Injuries to the spinal cord can cause permanent paralysis and even lead to death, with little or no hope of regaining lost functions once the trauma has occurred. News of my spinal cord research first came to prominent public awareness in the 1980s with a front-page story in The New York Times entitled, “Rat Nerves Repaired and Rejoined with Spine” which chronicles our presentation at the annual Society for Neuroscience meeting, the first time crushed peripheral nerves were successfully regenerated back into the spinal cord.

Regeneration of the nerves inside the spinal cord itself after injury, a far more complex challenge, is coming closer to fruition as a Canadian company I have partnered with is tasked with developing my discoveries with the goal of conducting human clinical trials. My team at Case Western Reserve University Medical School and I are working to understand why nerves that are damaged through spinal injury don’t regenerate and to identify non-invasive, easy-to-administer strategies that can promote robust functional recovery.

Can Damaged Nerves Regrow?

My research began by investigating whether it was even possible for an adult nerve cell to regrow within the environment of the damaged adult spinal cord. It had long been thought that this was impossible. Nerve cells consist of elaborate long extensions (axons) that grow out from the main cell body. It is these axons that make the connections called synapses with other nerve cells, and it is the axons within the spinal cord that are severed when the bony spine is impelled into the cord when it is violently broken. Axons can be incredibly lengthy, some reaching almost the entire span of our bodies.
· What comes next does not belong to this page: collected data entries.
//! Terminal outcome of one trigger-and-monitor run.
//!
//! [`TriggerOutcome`] is deliberately a closed enum: callers must handle the
//! "we don't know" case ([`TriggerOutcome::Unresolved`]) separately from a
//! build that is known to have failed.

use serde::{Deserialize, Serialize};

use crate::{BuildNumber, BuildResult, BuildStatus, JobError};

/// Why a triggered run ended without a success or failure verdict.
#[derive(Debug, Clone, PartialEq, Eq, Serialize, Deserialize)]
#[serde(tag = "cause", rename_all = "snake_case")]
pub enum UnresolvedCause {
    /// Every poll attempt was spent while the build was still running or its
    /// status could not be read.
    BudgetExhausted {
        /// Last status that was parsed successfully, if any poll produced one.
        last_status: Option<BuildStatus>,
    },
    /// The build finished, but with a result that is neither success nor
    /// failure (e.g. `ABORTED`).
    UnrecognisedResult {
        build: Option<BuildNumber>,
        result: BuildResult,
    },
}

/// Exactly one of the four ways a run can end.
#[derive(Debug, Clone, PartialEq, Eq, Serialize, Deserialize)]
#[serde(tag = "outcome", rename_all = "snake_case")]
pub enum TriggerOutcome {
    /// The trigger was accepted and the build finished with `SUCCESS`.
    Succeeded { build: Option<BuildNumber> },
    /// The trigger was accepted and the build finished with `FAILURE`.
    Failed { build: Option<BuildNumber> },
    /// The trigger was accepted but no success/failure verdict was observed.
    Unresolved { cause: UnresolvedCause },
    /// The trigger call itself failed; no status was ever requested.
    TriggerFailed { error: JobError },
}

impl TriggerOutcome {
    /// Maps a terminal (`building == false`) status to its outcome.
    pub fn from_terminal_status(status: &BuildStatus) -> Self {
        match &status.result {
            BuildResult::Success => Self::Succeeded {
                build: status.number,
            },
            BuildResult::Failure => Self::Failed {
                build: status.number,
            },
            other => Self::Unresolved {
                cause: UnresolvedCause::UnrecognisedResult {
                    build: status.number,
                    result: other.clone(),
                },
            },
        }
    }

    /// Build number the outcome refers to, when one is known.
    pub fn build_number(&self) -> Option<BuildNumber> {
        match self {
            Self::Succeeded { build } | Self::Failed { build } => *build,
            Self::Unresolved {
                cause: UnresolvedCause::UnrecognisedResult { build, .. },
            } => *build,
            Self::Unresolved {
                cause: UnresolvedCause::BudgetExhausted { last_status },
            } => last_status.as_ref().and_then(|s| s.number),
            Self::TriggerFailed { .. } => None,
        }
    }

    /// `true` when the build was triggered, i.e. for every variant except
    /// [`TriggerOutcome::TriggerFailed`].
    pub fn was_triggered(&self) -> bool {
        !matches!(self, Self::TriggerFailed { .. })
    }

    /// Short machine-friendly label for structured logs.
    pub fn label(&self) -> &'static str {
        match self {
            Self::Succeeded { .. } => "succeeded",
            Self::Failed { .. } => "failed",
            Self::Unresolved { .. } => "unresolved",
            Self::TriggerFailed { .. } => "trigger_failed",
        }
    }
}

impl std::fmt::Display for TriggerOutcome {
    fn fmt(&self, f: &mut std::fmt::Formatter<'_>) -> std::fmt::Result {
        let build = |n: &Option<BuildNumber>| match n {
            Some(n) => format!("build #{n}"),
            None => "build".to_owned(),
        };
        match self {
            Self::Succeeded { build: n } => write!(f, "{} succeeded", build(n)),
            Self::Failed { build: n } => write!(f, "{} failed", build(n)),
            Self::Unresolved {
                cause: UnresolvedCause::UnrecognisedResult { build: n, result },
            } => write!(f, "{} finished with status {result}", build(n)),
            Self::Unresolved {
                cause: UnresolvedCause::BudgetExhausted { .. },
            } => write!(f, "build did not finish within the poll budget"),
            Self::TriggerFailed { error } => write!(f, "trigger failed: {error}"),
        }
    }
}

#[cfg(test)]
mod tests {
    use super::*;

    #[test]
    fn terminal_status_maps_to_verdicts() {
        let ok = BuildStatus::from_parts(Some(3), Some("SUCCESS"), false);
        assert_eq!(
            TriggerOutcome::from_terminal_status(&ok),
            TriggerOutcome::Succeeded {
                build: Some(BuildNumber::new(3))
            }
        );

        let bad = BuildStatus::from_parts(Some(42), Some("FAILURE"), false);
        let outcome = TriggerOutcome::from_terminal_status(&bad);
        assert_eq!(outcome.label(), "failed");
        assert_eq!(outcome.build_number(), Some(BuildNumber::new(42)));
        assert_eq!(outcome.to_string(), "build #42 failed");
    }

    #[test]
    fn unrecognised_result_is_unresolved_not_failed() {
        let aborted = BuildStatus::from_parts(Some(9), Some("ABORTED"), false);
        let outcome = TriggerOutcome::from_terminal_status(&aborted);
        assert!(matches!(
            outcome,
            TriggerOutcome::Unresolved {
                cause: UnresolvedCause::UnrecognisedResult { .. }
            }
        ));
        assert_eq!(outcome.to_string(), "build #9 finished with status ABORTED");
    }

    #[test]
    fn trigger_failure_was_not_triggered() {
        let outcome = TriggerOutcome::TriggerFailed {
            error: JobError::Rejected { status: 401 },
        };
        assert!(!outcome.was_triggered());
        assert_eq!(outcome.build_number(), None);
    }

    #[test]
    fn budget_exhaustion_reports_last_seen_build() {
        let outcome = TriggerOutcome::Unresolved {
            cause: UnresolvedCause::BudgetExhausted {
                last_status: Some(BuildStatus::from_parts(Some(11), None, true)),
            },
        };
        assert!(outcome.was_triggered());
        assert_eq!(outcome.build_number(), Some(BuildNumber::new(11)));
    }

    #[test]
    fn serialises_as_tagged_object() {
        let json = serde_json::to_value(TriggerOutcome::Failed {
            build: Some(BuildNumber::new(42)),
        })
        .unwrap();
        assert_eq!(json, serde_json::json!({"outcome": "failed", "build": 42}));
    }
}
One challenge for researchers working in the field of spinal injury was to determine whether damaged axons have the intrinsic capacity (i.e., a strong enough growth motor) so that, in principle, they had at least the potential to replace the damaged ones.

My team and I found that this was possible, even long after the damage had occurred. To demonstrate this, we conducted a simple experiment. First, we purified in cell culture, fully adult nerve nells that were genetically prelabelled with a fluorescent protein so that the cells could be easily visualised. The first step served not only to harvest the nerve cells but also to cut all the axons away from the cell bodies that, nevertheless, remain alive. Next, we collected the axon-less nerve cell bodies and very gently re-implanted them into the pre-lesioned spinal cord of an unlabelled adult host animal so as not to create any damage or scarring at the implant site.

It was a huge surprise to the scientific community when we found that axons could, indeed, grow robustly in the spinal cord and reach out quickly over long distances. However, we also found that when the new axons reached the area of severe lesion damage and scarring, they stopped growing abruptly and started to deteriorate. We suspected that there was some sort of chemical produced by the scar tissue around the break itself that was hostile to axons and stops even exuberantly growing new ones from extending further.